Provided data
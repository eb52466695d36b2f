//! Durable repair ledger on sqlx `Any` (SQLite locally, Postgres shared).
//!
//! ```sql
//! CREATE TABLE retry_queue (
//!   record_id TEXT NOT NULL,
//!   sync_version BIGINT NOT NULL,
//!   store TEXT NOT NULL,
//!   error TEXT NOT NULL,
//!   enqueued_at BIGINT NOT NULL,
//!   PRIMARY KEY (record_id, sync_version, store)
//! );
//! CREATE TABLE manual_review (
//!   record_id TEXT PRIMARY KEY,
//!   reason TEXT NOT NULL,
//!   flagged_at BIGINT NOT NULL
//! );
//! ```
//!
//! Appends use `ON CONFLICT DO NOTHING`, so several engines can share one
//! database and a duplicate append is absorbed.

use async_trait::async_trait;
use sqlx::any::AnyRow;
use sqlx::{AnyPool, Row};
use tracing::info;

use crate::record::{now_millis, StoreKind};
use crate::storage::sql::connect_pool;
use super::ledger::{LedgerError, RepairLedger, RetryEntry, ReviewEntry};

const SCHEMA: [&str; 3] = [
    "CREATE TABLE IF NOT EXISTS retry_queue (\
        record_id TEXT NOT NULL, \
        sync_version BIGINT NOT NULL, \
        store TEXT NOT NULL, \
        error TEXT NOT NULL, \
        enqueued_at BIGINT NOT NULL, \
        PRIMARY KEY (record_id, sync_version, store))",
    "CREATE INDEX IF NOT EXISTS idx_retry_queue_enqueued ON retry_queue (enqueued_at)",
    "CREATE TABLE IF NOT EXISTS manual_review (\
        record_id TEXT PRIMARY KEY, \
        reason TEXT NOT NULL, \
        flagged_at BIGINT NOT NULL)",
];

fn backend(err: sqlx::Error) -> LedgerError {
    LedgerError::Backend(err.to_string())
}

pub struct SqlLedger {
    pool: AnyPool,
}

impl SqlLedger {
    /// Connect and create the ledger tables if needed.
    pub async fn connect(url: &str) -> Result<Self, LedgerError> {
        let pool = connect_pool(url, 4).await.map_err(backend)?;
        let ledger = Self { pool };
        ledger.init_schema().await?;
        info!(url, "Repair ledger ready");
        Ok(ledger)
    }

    async fn init_schema(&self) -> Result<(), LedgerError> {
        for statement in SCHEMA {
            sqlx::query(statement).execute(&self.pool).await.map_err(backend)?;
        }
        Ok(())
    }
}

fn retry_from_row(row: &AnyRow) -> Result<RetryEntry, LedgerError> {
    let store: String = row.try_get("store").map_err(backend)?;
    let sync_version: i64 = row.try_get("sync_version").map_err(backend)?;
    Ok(RetryEntry {
        record_id: row.try_get("record_id").map_err(backend)?,
        sync_version: u64::try_from(sync_version)
            .map_err(|_| LedgerError::Corrupt(format!("negative sync_version {}", sync_version)))?,
        store: store
            .parse::<StoreKind>()
            .map_err(|_| LedgerError::Corrupt(format!("unknown store {:?}", store)))?,
        error: row.try_get("error").map_err(backend)?,
        enqueued_at: row.try_get("enqueued_at").map_err(backend)?,
    })
}

#[async_trait]
impl RepairLedger for SqlLedger {
    async fn enqueue_retry(&self, entry: RetryEntry) -> Result<(), LedgerError> {
        sqlx::query(
            "INSERT INTO retry_queue (record_id, sync_version, store, error, enqueued_at) \
             VALUES ($1, $2, $3, $4, $5) ON CONFLICT DO NOTHING",
        )
        .bind(&entry.record_id)
        .bind(entry.sync_version as i64)
        .bind(entry.store.as_str())
        .bind(&entry.error)
        .bind(entry.enqueued_at)
        .execute(&self.pool)
        .await
        .map_err(backend)?;
        Ok(())
    }

    async fn pending_retries(&self, limit: usize) -> Result<Vec<RetryEntry>, LedgerError> {
        let rows = sqlx::query(
            "SELECT record_id, sync_version, store, error, enqueued_at FROM retry_queue \
             ORDER BY enqueued_at, record_id LIMIT $1",
        )
        .bind(limit.min(i64::MAX as usize) as i64)
        .fetch_all(&self.pool)
        .await
        .map_err(backend)?;
        rows.iter().map(retry_from_row).collect()
    }

    async fn queued_records(&self, limit: usize) -> Result<Vec<String>, LedgerError> {
        let rows = sqlx::query(
            "SELECT record_id, MIN(enqueued_at) AS first_at FROM retry_queue \
             WHERE record_id NOT IN (SELECT record_id FROM manual_review) \
             GROUP BY record_id ORDER BY first_at, record_id LIMIT $1",
        )
        .bind(limit.min(i64::MAX as usize) as i64)
        .fetch_all(&self.pool)
        .await
        .map_err(backend)?;
        rows.iter().map(|row| row.try_get("record_id").map_err(backend)).collect()
    }

    async fn resolve_retries(&self, record_id: &str, up_to_version: u64) -> Result<usize, LedgerError> {
        let result = sqlx::query("DELETE FROM retry_queue WHERE record_id = $1 AND sync_version <= $2")
            .bind(record_id)
            .bind(up_to_version.min(i64::MAX as u64) as i64)
            .execute(&self.pool)
            .await
            .map_err(backend)?;
        Ok(result.rows_affected() as usize)
    }

    async fn retry_depth(&self) -> Result<usize, LedgerError> {
        let count: i64 = sqlx::query("SELECT COUNT(*) AS n FROM retry_queue")
            .fetch_one(&self.pool)
            .await
            .map_err(backend)?
            .try_get("n")
            .map_err(backend)?;
        Ok(count.max(0) as usize)
    }

    async fn flag_for_review(&self, record_id: &str, reason: &str) -> Result<(), LedgerError> {
        sqlx::query(
            "INSERT INTO manual_review (record_id, reason, flagged_at) VALUES ($1, $2, $3) \
             ON CONFLICT DO NOTHING",
        )
        .bind(record_id)
        .bind(reason)
        .bind(now_millis())
        .execute(&self.pool)
        .await
        .map_err(backend)?;
        Ok(())
    }

    async fn is_under_review(&self, record_id: &str) -> Result<bool, LedgerError> {
        let row = sqlx::query("SELECT record_id FROM manual_review WHERE record_id = $1")
            .bind(record_id)
            .fetch_optional(&self.pool)
            .await
            .map_err(backend)?;
        Ok(row.is_some())
    }

    async fn review_list(&self) -> Result<Vec<ReviewEntry>, LedgerError> {
        let rows = sqlx::query("SELECT record_id, reason, flagged_at FROM manual_review ORDER BY flagged_at, record_id")
            .fetch_all(&self.pool)
            .await
            .map_err(backend)?;
        rows.iter()
            .map(|row| {
                Ok(ReviewEntry {
                    record_id: row.try_get("record_id").map_err(backend)?,
                    reason: row.try_get("reason").map_err(backend)?,
                    flagged_at: row.try_get("flagged_at").map_err(backend)?,
                })
            })
            .collect()
    }

    async fn release_review(&self, record_id: &str) -> Result<bool, LedgerError> {
        let result = sqlx::query("DELETE FROM manual_review WHERE record_id = $1")
            .bind(record_id)
            .execute(&self.pool)
            .await
            .map_err(backend)?;
        Ok(result.rows_affected() > 0)
    }
}

#[cfg(test)]
mod tests {
    use super::*;
    use tempfile::TempDir;

    async fn ledger() -> (TempDir, SqlLedger) {
        let dir = TempDir::new().unwrap();
        let url = format!("sqlite://{}?mode=rwc", dir.path().join("ledger.db").display());
        let ledger = SqlLedger::connect(&url).await.unwrap();
        (dir, ledger)
    }

    fn entry(id: &str, version: u64, store: StoreKind, at: i64) -> RetryEntry {
        RetryEntry {
            record_id: id.into(),
            sync_version: version,
            store,
            error: "unavailable: connection reset".into(),
            enqueued_at: at,
        }
    }

    #[tokio::test]
    async fn test_duplicate_appends_are_absorbed() {
        let (_dir, ledger) = ledger().await;
        ledger.enqueue_retry(entry("r1", 1, StoreKind::Vector, 10)).await.unwrap();
        ledger.enqueue_retry(entry("r1", 1, StoreKind::Vector, 20)).await.unwrap();
        ledger.enqueue_retry(entry("r1", 1, StoreKind::Visual, 30)).await.unwrap();

        assert_eq!(ledger.retry_depth().await.unwrap(), 2);
        let pending = ledger.pending_retries(10).await.unwrap();
        assert_eq!(pending[0], entry("r1", 1, StoreKind::Vector, 10));
    }

    #[tokio::test]
    async fn test_pending_is_oldest_first_and_limited() {
        let (_dir, ledger) = ledger().await;
        ledger.enqueue_retry(entry("late", 1, StoreKind::Visual, 300)).await.unwrap();
        ledger.enqueue_retry(entry("early", 1, StoreKind::Visual, 100)).await.unwrap();
        ledger.enqueue_retry(entry("mid", 1, StoreKind::Visual, 200)).await.unwrap();

        let ids: Vec<_> = ledger
            .pending_retries(2)
            .await
            .unwrap()
            .into_iter()
            .map(|e| e.record_id)
            .collect();
        assert_eq!(ids, vec!["early", "mid"]);
    }

    #[tokio::test]
    async fn test_resolve_only_covers_older_versions() {
        let (_dir, ledger) = ledger().await;
        ledger.enqueue_retry(entry("r1", 1, StoreKind::Vector, 1)).await.unwrap();
        ledger.enqueue_retry(entry("r1", 2, StoreKind::Vector, 2)).await.unwrap();
        ledger.enqueue_retry(entry("r1", 3, StoreKind::Vector, 3)).await.unwrap();

        assert_eq!(ledger.resolve_retries("r1", 2).await.unwrap(), 2);
        assert_eq!(ledger.pending_retries(10).await.unwrap()[0].sync_version, 3);
    }

    #[tokio::test]
    async fn test_queued_records_skip_parked_ids() {
        let (_dir, ledger) = ledger().await;
        for (n, id) in ["p1", "p2", "p3"].iter().enumerate() {
            ledger.enqueue_retry(entry(id, 1, StoreKind::Visual, n as i64)).await.unwrap();
            ledger.enqueue_retry(entry(id, 1, StoreKind::Vector, n as i64)).await.unwrap();
            ledger.flag_for_review(id, "stuck").await.unwrap();
        }
        ledger.enqueue_retry(entry("r2", 1, StoreKind::Visual, 100)).await.unwrap();
        ledger.enqueue_retry(entry("r2", 2, StoreKind::Visual, 200)).await.unwrap();

        assert_eq!(ledger.queued_records(1).await.unwrap(), vec!["r2"]);
        assert_eq!(ledger.retry_depth().await.unwrap(), 8);
    }

    #[tokio::test]
    async fn test_review_lifecycle() {
        let (_dir, ledger) = ledger().await;
        ledger.flag_for_review("r1", "first").await.unwrap();
        ledger.flag_for_review("r1", "second").await.unwrap();

        assert!(ledger.is_under_review("r1").await.unwrap());
        let list = ledger.review_list().await.unwrap();
        assert_eq!(list.len(), 1);
        assert_eq!(list[0].reason, "first");

        assert!(ledger.release_review("r1").await.unwrap());
        assert!(!ledger.release_review("r1").await.unwrap());
        assert!(!ledger.is_under_review("r1").await.unwrap());
    }

    #[tokio::test]
    async fn test_state_survives_reconnect() {
        let dir = TempDir::new().unwrap();
        let url = format!("sqlite://{}?mode=rwc", dir.path().join("ledger.db").display());
        {
            let ledger = SqlLedger::connect(&url).await.unwrap();
            ledger.enqueue_retry(entry("r1", 1, StoreKind::Visual, 1)).await.unwrap();
            ledger.flag_for_review("r2", "stuck").await.unwrap();
        }
        let ledger = SqlLedger::connect(&url).await.unwrap();
        assert_eq!(ledger.retry_depth().await.unwrap(), 1);
        assert!(ledger.is_under_review("r2").await.unwrap());
    }
}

What is expected
Every line above that holds the string "bool" counts once. State how many such lines there are, as a number alone.

Answer for this exercise
2